It’s super-watchable! You could imagine catching snippets of it on TNT over the course of months, years, eventually piecing individual scenes into a coherent movie. Like ‘You Hurt My Feelings’, the performances are fun and lived-in. Matt Damon is SCHLUBBY. Chris Messina is MAD. Chris Tucker is CHATTY. Jason Bateman is DIVORCED.
I suspect that Matt and Ben (we’re friends) figured this story, nominally about athlete equity, would make for the best first movie out of their new production company, Artists Equity. This is from their website:
“…reimagining the relationship between talent, studio, and distributor via an innovative model that prioritizes creators and leverages a proprietary, data-driven approach to distribution.”
The story of Air Jordan provides a great ideological mirror. Before, athletes helped sell brands, with little financial return past the initial sale; now, athletes were brands, making real money for these companies, finally forced to concede what was really driving sales. I am currently on strike with 10,000 other TV and movie writers over a not dissimilar argument! I agree with the core sentiments of both Artists Equity and ‘Air’!
And yet… it’s still a movie about a fucking shoe.
The “where are they now?” cards at the end are what give it away — fact after fact about how much money someone made, or how much they sold their business for. The words “passive income” are meant to be some fist-pumping celebratory moment. I’m not not a capitalist; my grievance here is on a storytelling level, where you’re asking us to care less about these individual characters — who they are, what their hang-ups are, what they care about — than the literal value they provide a billion dollar company. Compare that to the end of ‘Moneyball’, perennial baseball loser Billy Beane sticking around Oakland to keep being a loser, and you’ll feel exactly what’s missing from ‘Air’.

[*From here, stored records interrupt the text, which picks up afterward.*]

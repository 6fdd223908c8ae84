//! MailSink - plain-text report over SMTP

use contracts::{ContractError, Report, ReportSink};
use lettre::message::{header::ContentType, Mailbox};
use lettre::transport::smtp::authentication::Credentials;
use lettre::{Message, SmtpTransport, Transport};
use std::collections::HashMap;
use std::time::Duration;
use tracing::{debug, instrument};

use super::{parse_param, string_param};

/// Subject used when none is configured
pub const DEFAULT_SUBJECT: &str = "Unhandled exception report";

const DEFAULT_PORT: u16 = 25;
const SEND_TIMEOUT: Duration = Duration::from_secs(60);

/// Configuration for MailSink
#[derive(Debug, Clone)]
pub struct MailSinkConfig {
    pub from: Option<String>,
    /// One or more recipients separated by `,` or `;`
    pub to: Option<String>,
    /// SMTP relay host
    pub server: Option<String>,
    pub subject: String,
    pub port: u16,
    pub username: Option<String>,
    pub password: Option<String>,
}

impl Default for MailSinkConfig {
    fn default() -> Self {
        Self {
            from: None,
            to: None,
            server: None,
            subject: DEFAULT_SUBJECT.to_string(),
            port: DEFAULT_PORT,
            username: None,
            password: None,
        }
    }
}

impl MailSinkConfig {
    /// Create config from params map
    pub fn from_params(params: &HashMap<String, String>) -> Result<Self, ContractError> {
        Ok(Self {
            from: string_param(params, "from"),
            to: string_param(params, "to"),
            server: string_param(params, "server"),
            subject: string_param(params, "subject").unwrap_or_else(|| DEFAULT_SUBJECT.into()),
            port: parse_param(params, "port", DEFAULT_PORT)?,
            username: string_param(params, "username"),
            password: string_param(params, "password"),
        })
    }
}

/// Sink that mails each report to a fixed recipient
pub struct MailSink {
    name: String,
    config: MailSinkConfig,
}

impl MailSink {
    pub fn new(name: impl Into<String>, config: MailSinkConfig) -> Self {
        Self {
            name: name.into(),
            config,
        }
    }

    /// Create from params map (for factory)
    pub fn from_params(
        name: impl Into<String>,
        params: &HashMap<String, String>,
    ) -> Result<Self, ContractError> {
        Ok(Self::new(name, MailSinkConfig::from_params(params)?))
    }

    fn require<'a>(&self, value: &'a Option<String>, field: &str) -> Result<&'a str, ContractError> {
        value
            .as_deref()
            .ok_or_else(|| ContractError::sink_configuration(&self.name, field))
    }

    fn mailbox(&self, field: &str, raw: &str) -> Result<Mailbox, ContractError> {
        raw.trim().parse().map_err(|e| {
            ContractError::config_validation(
                format!("{}.{field}", self.name),
                format!("invalid address '{raw}': {e}"),
            )
        })
    }

    /// Build the message without sending it.
    ///
    /// Fails with a configuration error naming the first unset field among
    /// `from`, `to`, `server`.
    pub fn build_message(&self, report: &Report) -> Result<Message, ContractError> {
        let from = self.require(&self.config.from, "from")?;
        let to = self.require(&self.config.to, "to")?;
        self.require(&self.config.server, "server")?;

        let mut builder = Message::builder()
            .from(self.mailbox("from", from)?)
            .subject(self.config.subject.as_str())
            .header(ContentType::TEXT_PLAIN);
        for recipient in to.split([',', ';']).filter(|r| !r.trim().is_empty()) {
            builder = builder.to(self.mailbox("to", recipient)?);
        }

        builder
            .body(report.as_str().to_string())
            .map_err(|e| ContractError::sink_delivery(&self.name, e.to_string()))
    }

    fn transport(&self) -> Result<SmtpTransport, ContractError> {
        let server = self.require(&self.config.server, "server")?;
        let mut builder = SmtpTransport::builder_dangerous(server)
            .port(self.config.port)
            .timeout(Some(SEND_TIMEOUT));
        if let (Some(user), Some(pass)) = (&self.config.username, &self.config.password) {
            builder = builder.credentials(Credentials::new(user.clone(), pass.clone()));
        }
        Ok(builder.build())
    }
}

impl ReportSink for MailSink {
    fn name(&self) -> &str {
        &self.name
    }

    #[instrument(name = "mail_sink_deliver", skip(self, report), fields(sink = %self.name))]
    fn deliver(&self, report: &Report) -> Result<(), ContractError> {
        let message = self.build_message(report)?;
        let response = self
            .transport()?
            .send(&message)
            .map_err(|e| ContractError::sink_delivery(&self.name, e.to_string()))?;

        debug!(
            sink = %self.name,
            server = ?self.config.server,
            code = %response.code(),
            "Report mailed"
        );
        Ok(())
    }
}

#[cfg(test)]
mod tests {
    use super::*;

    fn configured() -> MailSinkConfig {
        MailSinkConfig {
            from: Some("viewer@example.com".into()),
            to: Some("bugs@example.com".into()),
            server: Some("smtp.example.com".into()),
            ..MailSinkConfig::default()
        }
    }

    fn missing_field(config: MailSinkConfig) -> String {
        let sink = MailSink::new("mail", config);
        match sink.deliver(&Report::new("r")).unwrap_err() {
            ContractError::SinkConfiguration { field, .. } => field,
            other => panic!("unexpected error: {other}"),
        }
    }

    #[test]
    fn test_unset_fields_reported_in_order() {
        assert_eq!(missing_field(MailSinkConfig::default()), "from");
        assert_eq!(
            missing_field(MailSinkConfig {
                to: None,
                ..configured()
            }),
            "to"
        );
        assert_eq!(
            missing_field(MailSinkConfig {
                server: None,
                ..configured()
            }),
            "server"
        );
    }

    #[test]
    fn test_message_carries_report_and_default_subject() {
        let sink = MailSink::new("mail", configured());
        let message = sink
            .build_message(&Report::new("Exception classes:\n   Failure\n"))
            .unwrap();
        let raw = String::from_utf8(message.formatted()).unwrap();

        assert!(raw.contains("Subject: Unhandled exception report"));
        assert!(raw.contains("To: bugs@example.com"));
        assert!(raw.contains("Exception classes:"));
        assert!(raw.contains("   Failure"));
    }

    #[test]
    fn test_multiple_recipients() {
        let sink = MailSink::new(
            "mail",
            MailSinkConfig {
                to: Some("a@example.com; b@example.com".into()),
                ..configured()
            },
        );
        let message = sink.build_message(&Report::new("r")).unwrap();
        assert_eq!(message.envelope().to().len(), 2);
    }

    #[test]
    fn test_invalid_address_rejected() {
        let sink = MailSink::new(
            "mail",
            MailSinkConfig {
                from: Some("not an address".into()),
                ..configured()
            },
        );
        let err = sink.build_message(&Report::new("r")).unwrap_err();
        assert!(matches!(err, ContractError::ConfigValidation { .. }));
    }

    #[test]
    fn test_params() {
        let mut params = HashMap::new();
        params.insert("subject".to_string(), "Crash".to_string());
        params.insert("port".to_string(), "2525".to_string());
        let config = MailSinkConfig::from_params(&params).unwrap();
        assert_eq!(config.subject, "Crash");
        assert_eq!(config.port, 2525);
        assert!(config.server.is_none());

        assert_eq!(
            MailSinkConfig::from_params(&HashMap::new()).unwrap().port,
            25
        );
    }
}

I was also planning to write about ‘Guardians of the Galaxy Vol. 3’ (just like ‘You Hurt My Feelings’ and ‘Air’, another solid B/B+) but spent too much time generating fake promo material for the Aviation Gin movie, so I’ll save that for another day. More reviews soon.
In the meantime, follow me on Letterboxd! It’s basically Pokemon Go for cinephiles, an endless dopamine drip of movie musings. Which is to say: the same thing I do on Lifting Fog. But if I write like Robert Caro here (overlong), I’m practically Mae West over there (pithy).
CORRECTION: The subhead previously identified it as ‘Blade Runner 2149’ when the post-apocalyptic world the movie depicts is actually ‘Blade Runner 2049’, a mere quarter-century away!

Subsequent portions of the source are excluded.